WHAT IS BEING ASKED: Extract each line holding the word "MissingEnvVar" from the entries.

DATA EXTRACTS Block Start

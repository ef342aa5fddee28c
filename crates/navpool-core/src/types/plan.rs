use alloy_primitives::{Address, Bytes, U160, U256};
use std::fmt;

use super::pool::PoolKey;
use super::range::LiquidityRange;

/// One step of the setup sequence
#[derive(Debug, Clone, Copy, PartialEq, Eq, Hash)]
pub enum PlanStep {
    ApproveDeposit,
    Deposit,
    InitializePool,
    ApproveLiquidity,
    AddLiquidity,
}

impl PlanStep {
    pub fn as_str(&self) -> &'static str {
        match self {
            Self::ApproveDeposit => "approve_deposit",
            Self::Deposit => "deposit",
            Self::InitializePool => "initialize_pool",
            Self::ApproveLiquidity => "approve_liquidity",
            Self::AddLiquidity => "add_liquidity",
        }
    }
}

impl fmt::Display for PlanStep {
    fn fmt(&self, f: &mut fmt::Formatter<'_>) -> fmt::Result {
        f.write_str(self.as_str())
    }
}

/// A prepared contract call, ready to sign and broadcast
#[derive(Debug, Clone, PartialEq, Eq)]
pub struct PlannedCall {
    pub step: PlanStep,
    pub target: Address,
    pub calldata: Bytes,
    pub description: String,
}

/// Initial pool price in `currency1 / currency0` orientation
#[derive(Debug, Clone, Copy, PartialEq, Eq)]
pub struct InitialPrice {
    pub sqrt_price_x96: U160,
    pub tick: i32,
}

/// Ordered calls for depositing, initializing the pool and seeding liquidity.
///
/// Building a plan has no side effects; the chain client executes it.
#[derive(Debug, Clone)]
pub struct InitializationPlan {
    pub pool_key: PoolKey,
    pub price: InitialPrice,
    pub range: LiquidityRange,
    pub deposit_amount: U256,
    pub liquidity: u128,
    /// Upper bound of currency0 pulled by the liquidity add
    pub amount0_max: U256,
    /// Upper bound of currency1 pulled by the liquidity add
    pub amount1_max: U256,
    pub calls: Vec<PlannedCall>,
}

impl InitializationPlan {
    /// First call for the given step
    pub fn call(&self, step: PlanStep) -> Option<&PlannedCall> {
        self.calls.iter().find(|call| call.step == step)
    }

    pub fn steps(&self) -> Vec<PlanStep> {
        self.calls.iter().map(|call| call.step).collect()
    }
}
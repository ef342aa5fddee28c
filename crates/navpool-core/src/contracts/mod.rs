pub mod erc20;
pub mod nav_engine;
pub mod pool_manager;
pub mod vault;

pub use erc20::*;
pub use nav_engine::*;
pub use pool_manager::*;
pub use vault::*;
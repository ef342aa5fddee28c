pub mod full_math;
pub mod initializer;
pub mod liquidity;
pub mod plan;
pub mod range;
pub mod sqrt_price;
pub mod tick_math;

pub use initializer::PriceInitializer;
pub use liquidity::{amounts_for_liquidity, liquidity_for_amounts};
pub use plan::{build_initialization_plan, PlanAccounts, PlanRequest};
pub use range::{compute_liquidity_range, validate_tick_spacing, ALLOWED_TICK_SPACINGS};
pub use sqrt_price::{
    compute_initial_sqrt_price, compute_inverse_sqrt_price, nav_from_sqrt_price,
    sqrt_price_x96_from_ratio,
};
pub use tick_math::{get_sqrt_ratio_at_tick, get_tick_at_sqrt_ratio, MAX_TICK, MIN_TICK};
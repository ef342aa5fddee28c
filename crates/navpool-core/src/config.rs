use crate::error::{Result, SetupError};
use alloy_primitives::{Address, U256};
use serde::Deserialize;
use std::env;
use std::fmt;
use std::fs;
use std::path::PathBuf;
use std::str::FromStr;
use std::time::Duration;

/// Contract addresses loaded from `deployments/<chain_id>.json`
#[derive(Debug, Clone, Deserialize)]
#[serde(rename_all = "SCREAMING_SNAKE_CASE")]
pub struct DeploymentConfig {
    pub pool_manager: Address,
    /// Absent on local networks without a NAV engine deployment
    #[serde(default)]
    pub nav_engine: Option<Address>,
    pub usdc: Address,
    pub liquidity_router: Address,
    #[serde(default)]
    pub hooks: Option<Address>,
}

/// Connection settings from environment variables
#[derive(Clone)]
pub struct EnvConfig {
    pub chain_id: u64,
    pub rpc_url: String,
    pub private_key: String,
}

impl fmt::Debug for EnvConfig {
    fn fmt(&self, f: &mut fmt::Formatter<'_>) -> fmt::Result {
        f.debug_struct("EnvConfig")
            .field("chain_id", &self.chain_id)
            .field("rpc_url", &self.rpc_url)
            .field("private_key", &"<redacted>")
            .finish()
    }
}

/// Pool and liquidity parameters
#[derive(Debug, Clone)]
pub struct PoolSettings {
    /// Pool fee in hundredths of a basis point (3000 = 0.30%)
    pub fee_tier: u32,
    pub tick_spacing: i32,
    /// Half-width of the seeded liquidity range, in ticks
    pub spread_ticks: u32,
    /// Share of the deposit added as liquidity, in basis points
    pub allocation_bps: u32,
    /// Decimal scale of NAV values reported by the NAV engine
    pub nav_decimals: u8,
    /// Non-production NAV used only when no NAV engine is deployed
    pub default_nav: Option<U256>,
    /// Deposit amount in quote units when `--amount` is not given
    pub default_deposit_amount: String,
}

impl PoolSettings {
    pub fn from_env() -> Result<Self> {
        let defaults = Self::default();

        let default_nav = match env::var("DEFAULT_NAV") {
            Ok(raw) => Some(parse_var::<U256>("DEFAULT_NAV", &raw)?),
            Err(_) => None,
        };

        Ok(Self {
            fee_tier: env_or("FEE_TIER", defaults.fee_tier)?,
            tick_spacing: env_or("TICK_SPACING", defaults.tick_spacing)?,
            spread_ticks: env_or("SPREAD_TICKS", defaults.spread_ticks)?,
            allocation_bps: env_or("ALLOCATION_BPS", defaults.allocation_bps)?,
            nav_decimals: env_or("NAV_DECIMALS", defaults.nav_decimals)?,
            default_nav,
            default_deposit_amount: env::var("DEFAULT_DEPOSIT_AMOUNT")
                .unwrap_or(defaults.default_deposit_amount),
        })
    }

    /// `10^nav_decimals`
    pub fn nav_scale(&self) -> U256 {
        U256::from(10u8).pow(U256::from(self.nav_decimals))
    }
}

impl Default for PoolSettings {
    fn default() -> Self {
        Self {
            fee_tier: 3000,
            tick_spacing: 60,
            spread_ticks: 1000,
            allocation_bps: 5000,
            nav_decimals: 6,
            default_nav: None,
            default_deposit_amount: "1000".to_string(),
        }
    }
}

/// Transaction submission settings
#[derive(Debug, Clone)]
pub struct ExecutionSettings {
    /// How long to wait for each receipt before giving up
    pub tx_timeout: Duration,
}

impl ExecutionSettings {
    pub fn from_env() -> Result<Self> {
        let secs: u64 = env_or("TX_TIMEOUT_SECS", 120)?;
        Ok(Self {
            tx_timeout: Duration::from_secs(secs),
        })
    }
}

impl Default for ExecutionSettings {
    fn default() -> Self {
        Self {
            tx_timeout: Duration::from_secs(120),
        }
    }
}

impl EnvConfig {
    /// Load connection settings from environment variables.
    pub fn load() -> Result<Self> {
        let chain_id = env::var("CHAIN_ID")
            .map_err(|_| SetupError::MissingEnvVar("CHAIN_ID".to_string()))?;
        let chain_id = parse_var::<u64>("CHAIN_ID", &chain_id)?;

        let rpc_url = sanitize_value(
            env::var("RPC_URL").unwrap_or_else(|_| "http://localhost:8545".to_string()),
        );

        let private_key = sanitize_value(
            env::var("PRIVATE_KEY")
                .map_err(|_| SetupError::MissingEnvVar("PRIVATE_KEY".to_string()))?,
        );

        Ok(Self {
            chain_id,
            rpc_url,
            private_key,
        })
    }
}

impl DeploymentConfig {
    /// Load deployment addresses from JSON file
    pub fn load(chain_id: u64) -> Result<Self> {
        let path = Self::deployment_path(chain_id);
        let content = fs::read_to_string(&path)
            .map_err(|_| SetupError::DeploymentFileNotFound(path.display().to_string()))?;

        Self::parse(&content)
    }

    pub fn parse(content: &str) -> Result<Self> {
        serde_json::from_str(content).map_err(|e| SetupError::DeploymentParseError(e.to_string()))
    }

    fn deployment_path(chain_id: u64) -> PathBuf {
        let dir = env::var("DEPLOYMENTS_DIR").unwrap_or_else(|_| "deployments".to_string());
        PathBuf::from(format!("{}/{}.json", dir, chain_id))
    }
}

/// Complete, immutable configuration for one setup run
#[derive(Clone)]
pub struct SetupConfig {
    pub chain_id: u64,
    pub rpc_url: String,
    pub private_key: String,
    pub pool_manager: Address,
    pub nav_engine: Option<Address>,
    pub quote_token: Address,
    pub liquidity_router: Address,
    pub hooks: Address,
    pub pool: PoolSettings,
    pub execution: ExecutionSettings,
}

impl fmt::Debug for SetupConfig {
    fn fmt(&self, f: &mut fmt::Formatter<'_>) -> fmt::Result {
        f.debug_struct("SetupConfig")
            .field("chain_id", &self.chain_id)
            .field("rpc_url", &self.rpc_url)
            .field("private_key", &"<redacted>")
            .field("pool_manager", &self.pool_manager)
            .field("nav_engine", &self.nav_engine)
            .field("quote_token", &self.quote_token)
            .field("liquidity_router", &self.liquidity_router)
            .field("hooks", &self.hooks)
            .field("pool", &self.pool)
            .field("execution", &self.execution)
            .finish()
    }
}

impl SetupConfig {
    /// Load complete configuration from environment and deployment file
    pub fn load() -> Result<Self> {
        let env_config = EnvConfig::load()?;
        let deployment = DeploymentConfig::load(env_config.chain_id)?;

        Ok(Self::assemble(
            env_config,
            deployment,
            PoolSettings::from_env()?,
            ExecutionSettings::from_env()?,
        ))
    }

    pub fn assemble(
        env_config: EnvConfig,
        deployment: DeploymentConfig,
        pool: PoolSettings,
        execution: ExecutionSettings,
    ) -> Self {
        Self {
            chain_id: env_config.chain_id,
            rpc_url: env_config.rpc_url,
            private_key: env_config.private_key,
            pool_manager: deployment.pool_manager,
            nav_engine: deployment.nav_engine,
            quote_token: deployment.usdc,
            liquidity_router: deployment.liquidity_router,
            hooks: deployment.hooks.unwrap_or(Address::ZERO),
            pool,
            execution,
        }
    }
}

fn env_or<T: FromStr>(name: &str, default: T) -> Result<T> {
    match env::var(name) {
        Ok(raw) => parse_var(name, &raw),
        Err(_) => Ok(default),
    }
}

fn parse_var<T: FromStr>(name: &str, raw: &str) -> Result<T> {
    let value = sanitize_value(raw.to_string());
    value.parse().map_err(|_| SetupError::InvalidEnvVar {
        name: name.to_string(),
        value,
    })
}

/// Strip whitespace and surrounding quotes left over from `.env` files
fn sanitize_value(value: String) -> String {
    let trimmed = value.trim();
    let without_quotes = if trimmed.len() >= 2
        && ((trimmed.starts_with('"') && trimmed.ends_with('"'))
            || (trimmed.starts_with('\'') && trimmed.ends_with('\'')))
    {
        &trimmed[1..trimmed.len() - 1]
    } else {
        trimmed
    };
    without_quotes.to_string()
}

DATA EXTRACTS Block End
DATA EXTRACTS Block Start

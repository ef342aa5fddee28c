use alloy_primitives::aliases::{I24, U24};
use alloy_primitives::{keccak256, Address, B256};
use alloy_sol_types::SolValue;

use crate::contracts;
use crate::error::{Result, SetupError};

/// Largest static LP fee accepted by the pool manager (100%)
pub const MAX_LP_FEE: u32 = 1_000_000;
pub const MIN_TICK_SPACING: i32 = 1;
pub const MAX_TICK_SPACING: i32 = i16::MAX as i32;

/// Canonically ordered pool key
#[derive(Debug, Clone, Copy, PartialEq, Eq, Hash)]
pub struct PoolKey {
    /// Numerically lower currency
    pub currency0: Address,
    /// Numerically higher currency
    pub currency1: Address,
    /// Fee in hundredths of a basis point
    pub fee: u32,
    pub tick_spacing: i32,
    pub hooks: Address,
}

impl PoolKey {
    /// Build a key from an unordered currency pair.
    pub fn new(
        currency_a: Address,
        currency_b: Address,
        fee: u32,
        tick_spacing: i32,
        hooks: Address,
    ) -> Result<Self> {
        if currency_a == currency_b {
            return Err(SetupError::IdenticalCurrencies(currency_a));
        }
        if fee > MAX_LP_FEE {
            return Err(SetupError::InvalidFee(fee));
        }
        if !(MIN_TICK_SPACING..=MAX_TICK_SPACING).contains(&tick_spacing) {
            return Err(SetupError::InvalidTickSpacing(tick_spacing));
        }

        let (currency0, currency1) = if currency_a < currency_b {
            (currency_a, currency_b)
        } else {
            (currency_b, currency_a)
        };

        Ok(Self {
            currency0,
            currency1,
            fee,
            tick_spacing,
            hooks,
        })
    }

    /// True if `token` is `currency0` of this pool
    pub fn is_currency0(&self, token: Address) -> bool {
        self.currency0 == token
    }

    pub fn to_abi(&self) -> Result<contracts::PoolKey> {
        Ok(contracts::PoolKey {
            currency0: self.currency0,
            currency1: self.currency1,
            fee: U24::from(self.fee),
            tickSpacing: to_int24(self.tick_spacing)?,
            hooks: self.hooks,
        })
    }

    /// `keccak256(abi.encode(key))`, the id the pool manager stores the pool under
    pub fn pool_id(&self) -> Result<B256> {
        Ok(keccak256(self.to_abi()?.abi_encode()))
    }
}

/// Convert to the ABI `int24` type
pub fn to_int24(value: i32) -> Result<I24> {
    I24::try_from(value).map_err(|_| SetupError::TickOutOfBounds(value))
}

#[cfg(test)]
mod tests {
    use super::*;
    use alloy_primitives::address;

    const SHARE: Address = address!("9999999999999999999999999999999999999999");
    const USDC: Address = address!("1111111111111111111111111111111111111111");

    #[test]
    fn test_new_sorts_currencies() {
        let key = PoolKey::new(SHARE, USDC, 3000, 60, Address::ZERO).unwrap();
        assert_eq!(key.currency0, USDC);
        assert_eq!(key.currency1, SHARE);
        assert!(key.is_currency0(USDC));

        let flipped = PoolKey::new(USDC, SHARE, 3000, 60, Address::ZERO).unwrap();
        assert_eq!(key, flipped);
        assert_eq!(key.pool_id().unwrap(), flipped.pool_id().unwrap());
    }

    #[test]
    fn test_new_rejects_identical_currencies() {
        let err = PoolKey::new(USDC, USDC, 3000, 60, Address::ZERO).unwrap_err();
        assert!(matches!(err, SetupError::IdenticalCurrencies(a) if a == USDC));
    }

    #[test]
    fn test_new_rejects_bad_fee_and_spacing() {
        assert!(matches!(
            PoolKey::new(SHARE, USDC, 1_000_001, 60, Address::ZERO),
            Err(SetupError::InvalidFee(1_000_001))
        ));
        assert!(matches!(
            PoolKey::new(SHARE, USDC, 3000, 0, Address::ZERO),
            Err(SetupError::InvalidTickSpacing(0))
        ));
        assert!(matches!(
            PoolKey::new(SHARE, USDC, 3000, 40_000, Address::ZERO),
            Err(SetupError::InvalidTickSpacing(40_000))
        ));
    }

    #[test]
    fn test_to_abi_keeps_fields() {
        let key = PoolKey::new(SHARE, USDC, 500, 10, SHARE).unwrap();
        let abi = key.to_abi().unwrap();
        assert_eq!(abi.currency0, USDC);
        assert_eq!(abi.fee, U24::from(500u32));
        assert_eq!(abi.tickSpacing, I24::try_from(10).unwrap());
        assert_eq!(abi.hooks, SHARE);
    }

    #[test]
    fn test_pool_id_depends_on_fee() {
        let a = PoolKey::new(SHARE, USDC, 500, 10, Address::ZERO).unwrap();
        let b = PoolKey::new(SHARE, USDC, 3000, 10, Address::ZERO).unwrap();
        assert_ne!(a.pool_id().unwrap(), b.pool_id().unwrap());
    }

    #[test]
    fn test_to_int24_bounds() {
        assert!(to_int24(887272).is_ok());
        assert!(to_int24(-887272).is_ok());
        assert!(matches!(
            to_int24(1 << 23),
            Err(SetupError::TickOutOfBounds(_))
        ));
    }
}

DATA EXTRACTS Block End

WRITTEN ANSWER:
            .map_err(|_| SetupError::MissingEnvVar("CHAIN_ID".to_string()))?;
                .map_err(|_| SetupError::MissingEnvVar("PRIVATE_KEY".to_string()))?,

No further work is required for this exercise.